Carboxylesterases in Rat and Human Sera and Their Relationship to Serum Aryl Acylamidases and Cholinesterases

Abstract

The three enzyme activites, carboxylesterase, aryl acylamidase and cholinesterase activities, have been found in rat and human sera. Rat serum carboxylesterase associated with serum aryl acylamidase activity, but not with serum cholinesterase activity, was purified by ammonium sulfate precipitation, followed by successive chromatographies on DEAE-cellulose, blue Sepharose and QAE-Sephadex, and then electrophoresis. Evidence for the identity of the two enzymes, carboxylesterase and aryl acylamidase, was their co-elution profiles and co-purification in the different steps, including electrophoresis, with constant ratios of specific activities and percentage recoveries. Human serum carboxylesterase associated with serum cholinesterase, purified earlier, was compared with the rat serum esterase.
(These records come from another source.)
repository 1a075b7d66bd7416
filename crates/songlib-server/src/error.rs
pub type Error = anyhow::Error;
pub type Result<T, E = Error> = std::result::Result<T, E>;
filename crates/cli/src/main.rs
mod cmd;
mod logging;

use clap::{Args, Parser, Subcommand, ValueEnum};

#[derive(Debug, Parser)]
#[command(name = "vex", version, about = "Dump and inspect exported runtime variables")]
struct Cli {
    /// Diagnostic log level (error, warn, info, debug, trace)
    #[arg(long, global = true, default_value = "warn")]
    log_level: String,

    #[command(subcommand)]
    command: Commands,
}

#[derive(Debug, Subcommand)]
enum Commands {
    /// Register sample process variables and dump their namespace
    Demo(DemoArgs),

    /// List namespaces known to this process
    Namespaces,
}

#[derive(Debug, Args)]
pub struct DemoArgs {
    /// Output format
    #[arg(long, value_enum, default_value_t = OutputFormat::Lines)]
    pub output: OutputFormat,

    /// Include documentation comment lines (lines output only)
    #[arg(long)]
    pub doc: bool,

    /// Namespace to register the sample variables into
    #[arg(long, default_value = "demo")]
    pub namespace: String,
}

#[derive(Debug, Clone, Copy, PartialEq, Eq, ValueEnum)]
pub enum OutputFormat {
    /// Property lines, `name=value`
    Lines,
    /// The compact `{name='value', ...}` object form
    Object,
    /// Strict JSON
    Json,
}

fn main() -> color_eyre::Result<()> {
    color_eyre::install()?;
    let cli = Cli::parse();
    logging::init(&cli.log_level);

    match cli.command {
        Commands::Demo(args) => cmd::demo::run(&args),
        Commands::Namespaces => cmd::namespaces::run(),
    }
    Ok(())
}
Human serum carboxylesterase and aryl acylamidase activities were inhibited by serotonin and neostigmine, whereas rat serum carboxylesterase and aryl acylamidase activities were not affected by these compounds. Tyramine activated human but not rat aryl acylamidase. Rat and human serum esterase activities were both strongly inhibited by the diisopropylfluorophosphate. Both esterases catalyzed the hydrolysis of short-chain triacylglycerols, such as tributyrin, and medium-chain monoacylglycerols, such as monocaprin, but not the hydrolysis of long-chain triacylglycerols.